AVAILABLE DATA:
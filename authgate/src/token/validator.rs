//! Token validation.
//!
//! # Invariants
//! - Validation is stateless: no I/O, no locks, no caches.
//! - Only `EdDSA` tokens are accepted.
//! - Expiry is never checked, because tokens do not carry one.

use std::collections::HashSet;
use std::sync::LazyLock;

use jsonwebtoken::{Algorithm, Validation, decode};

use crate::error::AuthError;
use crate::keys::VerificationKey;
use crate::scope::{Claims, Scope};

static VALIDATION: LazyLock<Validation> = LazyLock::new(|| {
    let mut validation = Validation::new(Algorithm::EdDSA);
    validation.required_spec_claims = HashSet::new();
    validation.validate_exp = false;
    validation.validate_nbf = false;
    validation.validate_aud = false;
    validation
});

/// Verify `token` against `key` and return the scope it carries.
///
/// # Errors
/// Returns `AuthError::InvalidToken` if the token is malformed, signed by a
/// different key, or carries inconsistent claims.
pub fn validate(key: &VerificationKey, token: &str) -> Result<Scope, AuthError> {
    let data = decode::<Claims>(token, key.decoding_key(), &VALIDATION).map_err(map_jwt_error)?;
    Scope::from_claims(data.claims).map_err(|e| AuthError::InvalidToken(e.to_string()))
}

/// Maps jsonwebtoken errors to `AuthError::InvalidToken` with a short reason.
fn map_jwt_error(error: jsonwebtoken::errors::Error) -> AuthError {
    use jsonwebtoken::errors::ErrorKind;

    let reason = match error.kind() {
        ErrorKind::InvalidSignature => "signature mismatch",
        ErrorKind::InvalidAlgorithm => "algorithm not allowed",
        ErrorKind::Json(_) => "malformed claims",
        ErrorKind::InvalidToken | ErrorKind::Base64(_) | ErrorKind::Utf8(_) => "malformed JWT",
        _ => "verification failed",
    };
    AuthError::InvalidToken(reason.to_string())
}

TASK OBJECTIVE: Lines from the start of the entries through the one containing "let reason = match" are to be set down again exactly, both ends included.

RESULT:
filename authgate/src/token/validator.rs
//! Token validation.
//!
//! # Invariants
//! - Validation is stateless: no I/O, no locks, no caches.
//! - Only `EdDSA` tokens are accepted.
//! - Expiry is never checked, because tokens do not carry one.

use std::collections::HashSet;
use std::sync::LazyLock;

use jsonwebtoken::{Algorithm, Validation, decode};

use crate::error::AuthError;
use crate::keys::VerificationKey;
use crate::scope::{Claims, Scope};

static VALIDATION: LazyLock<Validation> = LazyLock::new(|| {
    let mut validation = Validation::new(Algorithm::EdDSA);
    validation.required_spec_claims = HashSet::new();
    validation.validate_exp = false;
    validation.validate_nbf = false;
    validation.validate_aud = false;
    validation
});

/// Verify `token` against `key` and return the scope it carries.
///
/// # Errors
/// Returns `AuthError::InvalidToken` if the token is malformed, signed by a
/// different key, or carries inconsistent claims.
pub fn validate(key: &VerificationKey, token: &str) -> Result<Scope, AuthError> {
    let data = decode::<Claims>(token, key.decoding_key(), &VALIDATION).map_err(map_jwt_error)?;
    Scope::from_claims(data.claims).map_err(|e| AuthError::InvalidToken(e.to_string()))
}

/// Maps jsonwebtoken errors to `AuthError::InvalidToken` with a short reason.
fn map_jwt_error(error: jsonwebtoken::errors::Error) -> AuthError {
    use jsonwebtoken::errors::ErrorKind;

    let reason = match error.kind() {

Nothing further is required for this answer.